Deuxième épisode d’une semaine de reportages pré-électoraux (si les élections ont lieu un jour…) au pays du vieux Wade : aujourd’hui, au Régal, le bar de Jamal, le « maître de Dakar », journalistes et politiques de tout bords se rencontrent et devisent.
15 ans que cela dure. De sa petite table en plastique, clope au bec, verre à la main, montre en or au poignet, Jamal observe, tance, admoneste et taquine les acteurs de la scène politique sénégalaise. Avec sa faconde de vieux libanais ouest africain. Sa tanière n’est pas clinquante. Des tables en plastiques sous une tenture, une salle à l’abri du vent, deux cuisines. Des fours à pizza et des rôtissoires à kebab. Une enseigne, « le Régal, restaurant bar salon de thé ». Seules les Peugeot flambant neuves, garées anarchiquement devant l’enseigne, trahissent l’ampleur du lieu. Elles ne viennent pas que pour la bière, servie à la pression. Un luxe en ces terres.
Si l’antre n’est pas lambrissée, son empire dépasse le quartier chic des Almadies où elle sied. « Ici bat le cœur de l’information sénégalaise, et Jamal gère les réseaux depuis 20 ans, c’est le maître de Dakar », glisse Mbacké entre deux malicieuses bouffées de Houston. Moins doré que le Saint James, le Meurice ou le Normandy parisien, mais plus chaleureux. Sans doute les effluves épicées.
Oeil grave, Jamal sourit, sans démentir.
Samedi, Amath Dansokho, l’un des opposants embastillés et gentiment bastonné par les forces de l’ordre dans la journée, est venu reprendre des forces sur l’une des chaises en plastique du régal, en fin de soirée. Il savait qu’il y trouverait journalistes, magistrats, hommes politiques de tous bords et même policiers. Une zone neutre où les informations s’échangent aux vues et au su de tous, où des alliances se nouent, où des retournements s’opèrent. « La dernière fois, un journaliste très acide envers le pouvoir a rencontré le ministre de l’Information ici. En dix minutes, tous les journalistes de la place ont débarqué pour le vérifier de leurs yeux », s’esclaffe Jamal.
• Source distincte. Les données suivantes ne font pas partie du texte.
//! maskrag CLI - run anonymization experiments and analyze their results
//!
//! # Commands
//!
//! ```bash
//! # Run the experiment plan over SQuAD samples
//! maskrag run --dataset squad/train-v1.1.json --samples 500 --collection all
//!
//! # Keep only rows whose retrieved context contained PII
//! maskrag filter --target-rows 250
//!
//! # Print the summary table and save it as CSV
//! maskrag analyze
//!
//! # Demo: index a file's paragraphs and query them
//! maskrag retrieve notes.txt "who founded the company" --method bm25 -k 3
//! ```

use std::fs;
use std::path::{Path, PathBuf};

use anyhow::{bail, Context, Result};
use clap::{Parser, Subcommand, ValueEnum};
use maskrag_lib::{
    anonymize::{Anonymizer, Gazetteer, GazetteerRecognizer},
    config::Config,
    dataset::{load_squad, split_paragraphs},
    embed::MiniLmEmbedder,
    experiment::{run_plan, Collection, ExperimentRunner},
    filter::{default_groups, filter_group},
    generate::OllamaGenerator,
    metrics::{render_latex, render_text, summarize, write_summary},
    retrieval::{Bm25, RetrievalMethod, Retriever},
};
use tracing::{info, warn};
use tracing_subscriber::EnvFilter;

#[derive(Parser)]
#[command(name = "maskrag")]
#[command(about = "Measure the effect of PII anonymization on retrieval-augmented QA")]
#[command(version)]
struct Cli {
    #[command(subcommand)]
    command: Commands,
}

#[derive(Subcommand)]
enum Commands {
    /// Run the experiment plan and write result files
    Run {
        /// Config file (defaults to ./maskrag.toml if present)
        #[arg(short, long)]
        config: Option<PathBuf>,

        /// SQuAD v1.1 JSON file
        #[arg(long)]
        dataset: Option<PathBuf>,

        /// Number of questions to sample
        #[arg(long)]
        samples: Option<usize>,

        /// Which result collection to produce
        #[arg(long, value_enum, default_value = "all")]
        collection: CollectionArg,
    },

    /// Reduce result files to the rows where anonymization changed the context
    Filter {
        #[arg(short, long)]
        config: Option<PathBuf>,

        /// Maximum rows kept per group
        #[arg(long)]
        target_rows: Option<usize>,
    },

    /// Score every result file and print the summary table
    Analyze {
        #[arg(short, long)]
        config: Option<PathBuf>,

        /// Directory of exact dense and BM25 results
        #[arg(long)]
        plain_dir: Option<PathBuf>,

        /// Directory of HNSW results
        #[arg(long)]
        indexed_dir: Option<PathBuf>,

        /// Summary CSV to write
        #[arg(short, long)]
        output: Option<PathBuf>,
    },

    /// Demo: index each paragraph of a file and retrieve for a query
    Retrieve {
        /// Input file, paragraphs separated by blank lines
        input: PathBuf,

        /// Query to search for
        query: String,

        /// Retrieval backend
        #[arg(short, long, value_enum, default_value = "bm25")]
        method: MethodArg,

        /// Number of results to return
        #[arg(short, default_value = "3")]
        k: usize,
    },
}

#[derive(Debug, Clone, Copy, ValueEnum)]
enum CollectionArg {
    Plain,
    Indexed,
    All,
}

impl CollectionArg {
    fn collections(self) -> Vec<Collection> {
        match self {
            Self::Plain => vec![Collection::Plain],
            Self::Indexed => vec![Collection::Indexed],
            Self::All => vec![Collection::Plain, Collection::Indexed],
        }
    }
}

#[derive(Debug, Clone, Copy, ValueEnum)]
enum MethodArg {
    Exact,
    Bm25,
    Indexed,
}

impl From<MethodArg> for RetrievalMethod {
    fn from(arg: MethodArg) -> Self {
        match arg {
            MethodArg::Exact => Self::DenseExact,
            MethodArg::Bm25 => Self::SparseBm25,
            MethodArg::Indexed => Self::DenseIndexed,
        }
    }
}

fn load_config(path: Option<&Path>) -> Result<Config> {
    match path {
        Some(path) => {
            Config::load(path).with_context(|| format!("Failed to load config: {}", path.display()))
        }
        None => Config::load_default().context("Failed to load ./maskrag.toml"),
    }
}

fn recognizer(config: &Config) -> Result<GazetteerRecognizer> {
    let recognizer = match &config.anonymize.gazetteer {
        Some(path) => GazetteerRecognizer::from_json_file(path)
            .with_context(|| format!("Failed to load gazetteer: {}", path.display()))?,
        None => GazetteerRecognizer::new(&Gazetteer::default())?,
    };

    if recognizer.is_empty() {
        warn!("no gazetteer configured, anonymized corpora will equal the baseline");
    }
    Ok(recognizer)
}

async fn run(config: Config, collection: CollectionArg) -> Result<()> {
    let samples = load_squad(
        &config.dataset.path,
        config.dataset.num_samples,
        &config.dataset.triggers,
    )
    .with_context(|| format!("Failed to load dataset: {}", config.dataset.path.display()))?;
    if samples.is_empty() {
        bail!("no questions matched the trigger phrases");
    }

    let mut anonymizer = Anonymizer::new(
        recognizer(&config)?,
        config.anonymize.score_threshold,
        config.anonymize.seed,
    );

    println!("Loading embedding model {}...", config.embedding.model);
    let embedder = MiniLmEmbedder::with_model(&config.embedding.model)?;
    let generator = OllamaGenerator::new(config.generator.clone())?;
    info!(model = generator.model(), "generator ready");

    let mut runner = ExperimentRunner::new(embedder, generator, config.retrieval.clone());

    for collection in collection.collections() {
        let out_dir = match collection {
            Collection::Plain => &config.output.plain_dir,
            Collection::Indexed => &config.output.indexed_dir,
        };

        let report = run_plan(&mut runner, &mut anonymizer, &samples, collection, out_dir).await?;

        for path in &report.written {
            println!("Saved {}", path.display());
        }
        for (file, error) in &report.failed {
            println!("Skipped {file}: {error}");
        }
    }

    Ok(())
}

fn filter(config: &Config) -> Result<()> {
    for group in default_groups(&config.output.plain_dir, &config.output.indexed_dir) {
        println!("Processing group based on: {}", group.baseline.display());
        match filter_group(&group, config.filter.target_rows)? {
            Some(outcome) => {
                println!("  Found {} PII rows.", outcome.selected.len());
                for path in &outcome.written {
                    println!("  Saved: {}", path.display());
                }
                for path in &outcome.skipped {
                    println!("  Skipped: {}", path.display());
                }
            }
            None => println!("  Skipped group."),
        }
    }
    Ok(())
}

fn analyze(config: &Config) -> Result<()> {
    let summary = summarize(&config.output.plain_dir, &config.output.indexed_dir);
    if summary.is_empty() {
        println!("Error: No results generated! Check folder paths.");
        return Ok(());
    }

    let rule = "=".repeat(100);
    println!("\n{rule}\nANALYSIS RESULTS\n{rule}");
    print!("{}", render_text(&summary));

    println!("\n{rule}\nLATEX TABLE\n{rule}");
    print!("{}", render_latex(&summary));

    write_summary(&config.output.summary_path, &summary)
        .with_context(|| format!("Failed to write {}", config.output.summary_path.display()))?;
    println!("\nResults saved to '{}'.", config.output.summary_path.display());
    Ok(())
}

fn retrieve(input: &Path, query: &str, method: RetrievalMethod, k: usize) -> Result<()> {
    println!("Loading '{}'...", input.display());
    let text = fs::read_to_string(input)
        .with_context(|| format!("Failed to read {}", input.display()))?;
    let documents = split_paragraphs(&text);
    println!("Found {} paragraphs", documents.len());

    // only dense backends need the model
    let mut embedder = if method.is_dense() {
        println!("Loading embedding model...");
        Some(MiniLmEmbedder::new()?)
    } else {
        None
    };

    let mut retriever = match embedder.as_mut() {
        Some(embedder) => Retriever::for_method(method, embedder),
        None => Retriever::new(Bm25::default()),
    };
    retriever.ingest(documents)?;

    println!("\nSearching: '{query}' (method={method}, k={k})");
    println!("\n=== Results ===\n");
    for (i, hit) in retriever.retrieve_scored(query, k)?.iter().enumerate() {
        println!("#{} (doc {}, score: {:.4})", i + 1, hit.position, hit.score);
        println!("---");
        let preview: String = hit.text.chars().take(300).collect();
        let ellipsis = if hit.text.chars().count() > 300 { "..." } else { "" };
        println!("{preview}{ellipsis}\n");
    }
    Ok(())
}

#[tokio::main]
async fn main() -> Result<()> {
    // Initialize logging
    tracing_subscriber::fmt()
        .with_env_filter(EnvFilter::try_from_default_env().unwrap_or_else(|_| EnvFilter::new("info")))
        .init();

    let cli = Cli::parse();

    match cli.command {
        Commands::Run {
            config,
            dataset,
            samples,
            collection,
        } => {
            let mut config = load_config(config.as_deref())?;
            if let Some(dataset) = dataset {
                config.dataset.path = dataset;
            }
            if let Some(samples) = samples {
                config.dataset.num_samples = samples;
            }
            run(config, collection).await?;
        }

        Commands::Filter { config, target_rows } => {
            let mut config = load_config(config.as_deref())?;
            if let Some(target_rows) = target_rows {
                config.filter.target_rows = target_rows;
            }
            filter(&config)?;
            println!("Done.");
        }

        Commands::Analyze {
            config,
            plain_dir,
            indexed_dir,
            output,
        } => {
            let mut config = load_config(config.as_deref())?;
            if let Some(dir) = plain_dir {
                config.output.plain_dir = dir;
            }
            if let Some(dir) = indexed_dir {
                config.output.indexed_dir = dir;
            }
            if let Some(path) = output {
                config.output.summary_path = path;
            }
            analyze(&config)?;
        }

        Commands::Retrieve {
            input,
            query,
            method,
            k,
        } => {
            retrieve(&input, &query, method.into(), k)?;
        }
    }

    Ok(())
}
Ce lundi soir, la discussion demeure braquée sur la manifestation. Quelques journalistes devisent autour du boss du Régal. Dès que le ton monte, le débat passe du français au wolof. La langue maternelle est la plus chaude. Point de départ, « Wade est fou ». Dérive sur l’âge du capitaine de l’avenue Roume, sentences sur la non-tenue « certaine » des présidentielles du 25 février. « Comment veux-tu organiser des élections, ils n’ont encore rien préparé ? » À vérifier dans les prochains jours.
Mais la tête de turc de la soirée sera Ousmane Ngom, le ministre de l’Intérieur. « Pas la carrure, pas les idées, pas la dignité du rang et dire que c’est lui qui va veiller sur le scrutin ». Retour sur la manifestation et sa gestion. L’avis unanime : le coup a été préparé. Les leaders ont été attrapés par les poulets sitôt descendus du taxi. 500 policiers étaient mobilisés. « Assez pour réprimer la marche, et surtout assez pour l’encadrer et que tout se passe bien ».
La sanction tombe, un manque d’intelligence patent de la part de Ngom, premier flic du pays. « L’opposition était endormie, ils en font des héros. Comme avec Idrissa Seck. L’envoyer à Rebeuss lui a servi. Ils en ont fait un martyr. Rebelote quand il a expliqué être devenu riche grâce aux fonds secrets, le peuple était prêt à le lyncher. Juste après les flics l’arrêtent. Il est remonté dans l’estime des gens ». À croire que le pouvoir cherche à tout prix à se faire chasser.